23 JANUARY 1942, Page 9

These practical difficulties might well be overcome were it felt

that the specifically feminine qualities of zeal, sympathy and intuition were useful qualities for a diplomatist to possess. I assert that these' three qualities, unless kept under the firmest control, are dangerous qualities in international affairs. When Talleyrand (one of the most brilliant and experienced diplomatists that the world has ever known) inculcated into his attaches the motto " surtout pas de zele " he was not Taking an epigram but condensing into four words the lessons which he himself had learnt. Sympathy, again, is a quality which tempts people to identify themselves with the passions and causes of the countries in which they live, and thereby to diminish the value of the counsel which they supply to their home Government. And intuition all too often leads diplomatists to jump to conclusions which are subsequently falsified by events.
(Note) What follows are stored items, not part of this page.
//! Failed-executions query parameters

use thiserror::Error;

/// Recency window used when none is given
pub const DEFAULT_RECENT_FILTER: &str = "1h";

/// Units Rundeck accepts in a recency window (`s`econd, mi`n`ute, `h`our,
/// `d`ay, `w`eek, `m`onth, `y`ear)
const RECENT_FILTER_UNITS: &[char] = &['s', 'n', 'h', 'd', 'w', 'm', 'y'];

/// Errors raised while building a query
#[derive(Debug, Clone, PartialEq, Eq, Error)]
pub enum QueryError {
    /// The project name was empty
    #[error("Missing required [project] param!")]
    MissingProject,

    /// The recency window is not of the form `<number><unit>`
    #[error("invalid recent filter [{0}]: expected <number><unit> with unit one of s, n, h, d, w, m, y")]
    InvalidRecentFilter(String),
}

/// Parameters of one failed-executions query
///
/// A value of this type always has a non-empty project, so anything that
/// receives one can issue the request without further checks.
#[derive(Debug, Clone, PartialEq, Eq)]
pub struct ExecutionQuery {
    project: String,
    group: Option<String>,
    recent_filter: String,
}

impl ExecutionQuery {
    /// Build a query
    ///
    /// # Arguments
    /// * `project` - Project name, required
    /// * `group` - Group path filter; empty means no filter
    /// * `recent_filter` - Recency window such as `1h`; blank means [`DEFAULT_RECENT_FILTER`]
    pub fn new(
        project: impl Into<String>,
        group: impl Into<String>,
        recent_filter: impl Into<String>,
    ) -> Result<Self, QueryError> {
        let project = project.into();
        if project.trim().is_empty() {
            return Err(QueryError::MissingProject);
        }

        let group = group.into();
        let group = if group.is_empty() {
            None
        } else {
            Some(group)
        };

        let recent_filter = recent_filter.into();
        let recent_filter = if recent_filter.trim().is_empty() {
            DEFAULT_RECENT_FILTER.to_string()
        } else {
            validate_recent_filter(recent_filter.trim())?;
            recent_filter.trim().to_string()
        };

        Ok(Self {
            project,
            group,
            recent_filter,
        })
    }

    pub fn project(&self) -> &str {
        &self.project
    }

    /// Group path filter, if one was applied
    pub fn group(&self) -> Option<&str> {
        self.group.as_deref()
    }

    pub fn recent_filter(&self) -> &str {
        &self.recent_filter
    }
}

fn validate_recent_filter(value: &str) -> Result<(), QueryError> {
    let invalid = || QueryError::InvalidRecentFilter(value.to_string());

    let unit = value.chars().last().ok_or_else(invalid)?;
    let amount = &value[..value.len() - unit.len_utf8()];

    if !RECENT_FILTER_UNITS.contains(&unit)
        || amount.is_empty()
        || !amount.chars().all(|c| c.is_ascii_digit())
    {
        return Err(invalid());
    }

    Ok(())
}
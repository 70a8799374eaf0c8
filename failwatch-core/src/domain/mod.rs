//! Core domain types
//!
//! These types represent what a single failwatch run works with: the query
//! sent to Rundeck, the failed executions that come back, the report built
//! from them and the message handed to the mail provider. All of them are
//! immutable once constructed.

pub mod execution;
pub mod message;
pub mod query;
pub mod report;
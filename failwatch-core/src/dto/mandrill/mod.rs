//! Mandrill DTOs
//!
//! Request and response bodies of `POST /messages/send.json`.

use serde::{Deserialize, Serialize};

use crate::domain::message::{OutboundMessage, Recipient};

/// Body of a `messages/send` call
#[derive(Debug, Clone, Serialize)]
pub struct SendMessageRequest {
    pub key: String,
    pub message: MandrillMessage,
}

impl SendMessageRequest {
    pub fn new(key: impl Into<String>, message: &OutboundMessage) -> Self {
        Self {
            key: key.into(),
            message: MandrillMessage::from(message),
        }
    }
}

/// The message part of a `messages/send` call
#[derive(Debug, Clone, Serialize)]
pub struct MandrillMessage {
    pub from_email: String,
    pub from_name: String,
    pub to: Vec<MandrillRecipient>,
    pub subject: String,
    pub text: String,
}

impl From<&OutboundMessage> for MandrillMessage {
    fn from(message: &OutboundMessage) -> Self {
        MandrillMessage {
            from_email: message.sender.email.clone(),
            from_name: message.sender.name.clone(),
            to: message
                .recipients
                .iter()
                .map(MandrillRecipient::from)
                .collect(),
            subject: message.subject.clone(),
            text: message.text.clone(),
        }
    }
}

#[derive(Debug, Clone, Serialize)]
pub struct MandrillRecipient {
    pub email: String,
    pub name: String,
    #[serde(rename = "type")]
    pub send_type: String,
}

impl From<&Recipient> for MandrillRecipient {
    fn from(recipient: &Recipient) -> Self {
        MandrillRecipient {
            email: recipient.email.clone(),
            name: recipient.name.clone(),
            send_type: recipient.send_type.clone(),
        }
    }
}

/// Per-recipient result of a successful `messages/send` call
#[derive(Debug, Clone, PartialEq, Eq, Deserialize)]
pub struct SendResult {
    pub email: String,

    /// One of `sent`, `queued`, `scheduled`, `rejected` or `invalid`
    pub status: String,

    #[serde(default)]
    pub reject_reason: Option<String>,

    #[serde(rename = "_id", default)]
    pub id: Option<String>,
}

impl SendResult {
    /// `true` when Mandrill refused delivery to this recipient
    pub fn is_rejected(&self) -> bool {
        matches!(self.status.as_str(), "rejected" | "invalid")
    }
}

/// Error object Mandrill returns instead of a result list
#[derive(Debug, Clone, Deserialize)]
pub struct MandrillErrorBody {
    pub status: String,
    #[serde(default)]
    pub name: String,
    #[serde(default)]
    pub message: String,
}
I should aver even that the feminine type of man (by which I mean something wholly different from the effeminate type of man) does not in practice make the best diplo- matist. He is apt to identify himself, in terms either of love or hatred, with the people among whom he lives, and to espouse their causes and rivalries to an extent which is detrimental to his function of representing British interests in a particular area of the world's surface. The ideal diplomatist should be impartial, imperturbable and a trifle inhuman. These are not feminine qualities ; they are male qualities.